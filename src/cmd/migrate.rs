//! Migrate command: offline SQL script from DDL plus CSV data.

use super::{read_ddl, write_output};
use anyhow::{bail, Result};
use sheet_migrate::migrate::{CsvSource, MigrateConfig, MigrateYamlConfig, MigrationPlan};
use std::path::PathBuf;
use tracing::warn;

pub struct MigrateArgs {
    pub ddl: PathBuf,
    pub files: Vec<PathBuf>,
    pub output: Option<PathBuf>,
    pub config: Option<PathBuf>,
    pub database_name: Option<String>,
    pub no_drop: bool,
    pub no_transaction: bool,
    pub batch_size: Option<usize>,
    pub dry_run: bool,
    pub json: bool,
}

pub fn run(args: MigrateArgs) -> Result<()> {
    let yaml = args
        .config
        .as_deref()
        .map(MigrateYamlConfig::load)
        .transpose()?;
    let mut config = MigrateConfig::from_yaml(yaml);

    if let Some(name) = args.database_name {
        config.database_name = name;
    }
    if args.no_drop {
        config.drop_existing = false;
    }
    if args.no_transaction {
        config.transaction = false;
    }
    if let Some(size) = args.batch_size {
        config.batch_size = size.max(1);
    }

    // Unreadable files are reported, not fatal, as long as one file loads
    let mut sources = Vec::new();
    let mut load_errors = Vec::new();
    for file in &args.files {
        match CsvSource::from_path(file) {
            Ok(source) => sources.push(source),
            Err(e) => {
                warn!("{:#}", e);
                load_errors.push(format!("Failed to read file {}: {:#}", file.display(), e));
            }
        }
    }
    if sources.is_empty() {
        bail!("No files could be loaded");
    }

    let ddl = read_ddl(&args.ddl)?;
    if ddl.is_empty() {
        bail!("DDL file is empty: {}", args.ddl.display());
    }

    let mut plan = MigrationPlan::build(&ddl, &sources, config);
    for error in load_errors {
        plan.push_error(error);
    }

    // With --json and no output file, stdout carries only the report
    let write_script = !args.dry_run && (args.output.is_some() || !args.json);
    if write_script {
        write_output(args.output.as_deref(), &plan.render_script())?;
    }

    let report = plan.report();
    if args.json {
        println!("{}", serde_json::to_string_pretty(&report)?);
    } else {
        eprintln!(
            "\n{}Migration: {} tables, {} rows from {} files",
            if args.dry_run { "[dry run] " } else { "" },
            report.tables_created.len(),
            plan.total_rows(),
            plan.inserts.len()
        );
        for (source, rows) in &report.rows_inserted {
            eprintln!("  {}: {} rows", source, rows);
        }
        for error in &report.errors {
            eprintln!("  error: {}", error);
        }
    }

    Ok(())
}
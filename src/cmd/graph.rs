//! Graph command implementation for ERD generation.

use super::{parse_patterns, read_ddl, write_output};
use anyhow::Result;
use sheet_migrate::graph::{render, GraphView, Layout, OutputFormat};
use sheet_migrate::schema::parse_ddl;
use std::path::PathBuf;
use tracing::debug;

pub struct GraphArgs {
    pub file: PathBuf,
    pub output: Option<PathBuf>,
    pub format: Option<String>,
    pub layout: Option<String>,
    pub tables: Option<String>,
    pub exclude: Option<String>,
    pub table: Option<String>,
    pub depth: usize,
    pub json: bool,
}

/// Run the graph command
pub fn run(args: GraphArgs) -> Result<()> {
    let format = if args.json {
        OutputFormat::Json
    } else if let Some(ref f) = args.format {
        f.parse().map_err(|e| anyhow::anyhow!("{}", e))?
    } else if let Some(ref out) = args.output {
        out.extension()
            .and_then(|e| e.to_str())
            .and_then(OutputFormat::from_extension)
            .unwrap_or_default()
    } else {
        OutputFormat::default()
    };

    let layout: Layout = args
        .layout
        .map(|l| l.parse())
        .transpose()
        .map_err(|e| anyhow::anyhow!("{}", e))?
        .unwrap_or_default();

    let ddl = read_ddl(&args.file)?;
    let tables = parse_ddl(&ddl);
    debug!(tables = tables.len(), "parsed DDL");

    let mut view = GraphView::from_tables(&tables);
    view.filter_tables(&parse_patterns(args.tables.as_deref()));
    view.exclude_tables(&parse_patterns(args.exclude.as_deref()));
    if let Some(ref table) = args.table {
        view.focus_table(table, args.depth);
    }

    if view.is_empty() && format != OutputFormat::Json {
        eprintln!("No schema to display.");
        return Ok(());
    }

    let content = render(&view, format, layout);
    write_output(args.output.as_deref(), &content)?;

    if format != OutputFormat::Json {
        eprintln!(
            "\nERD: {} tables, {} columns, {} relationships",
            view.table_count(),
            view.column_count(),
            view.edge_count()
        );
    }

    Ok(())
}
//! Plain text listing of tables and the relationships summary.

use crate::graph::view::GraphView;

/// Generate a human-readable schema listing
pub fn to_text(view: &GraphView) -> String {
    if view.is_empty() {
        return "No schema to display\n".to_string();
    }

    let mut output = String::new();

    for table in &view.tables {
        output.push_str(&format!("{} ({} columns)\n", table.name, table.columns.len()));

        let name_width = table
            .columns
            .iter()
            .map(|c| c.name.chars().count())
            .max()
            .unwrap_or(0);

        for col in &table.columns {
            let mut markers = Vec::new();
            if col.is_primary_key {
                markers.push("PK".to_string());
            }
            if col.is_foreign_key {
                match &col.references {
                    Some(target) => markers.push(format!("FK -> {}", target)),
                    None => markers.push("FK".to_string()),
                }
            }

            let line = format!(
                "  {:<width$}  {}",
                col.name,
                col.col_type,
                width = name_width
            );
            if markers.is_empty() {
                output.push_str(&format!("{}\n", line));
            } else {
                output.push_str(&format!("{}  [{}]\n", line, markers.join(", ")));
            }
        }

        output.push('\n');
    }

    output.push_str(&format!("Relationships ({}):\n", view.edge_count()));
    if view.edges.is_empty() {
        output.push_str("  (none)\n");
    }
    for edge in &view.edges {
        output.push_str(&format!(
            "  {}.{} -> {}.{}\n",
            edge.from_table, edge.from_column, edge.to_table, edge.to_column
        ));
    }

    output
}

★ ★ ★

▶ _Task statement_
Filter the entries down to the lines with the word "files" in them.

▶ _Task output_
    pub files: Vec<PathBuf>,
    // Unreadable files are reported, not fatal, as long as one file loads
    for file in &args.files {
        bail!("No files could be loaded");
            "\n{}Migration: {} tables, {} rows from {} files",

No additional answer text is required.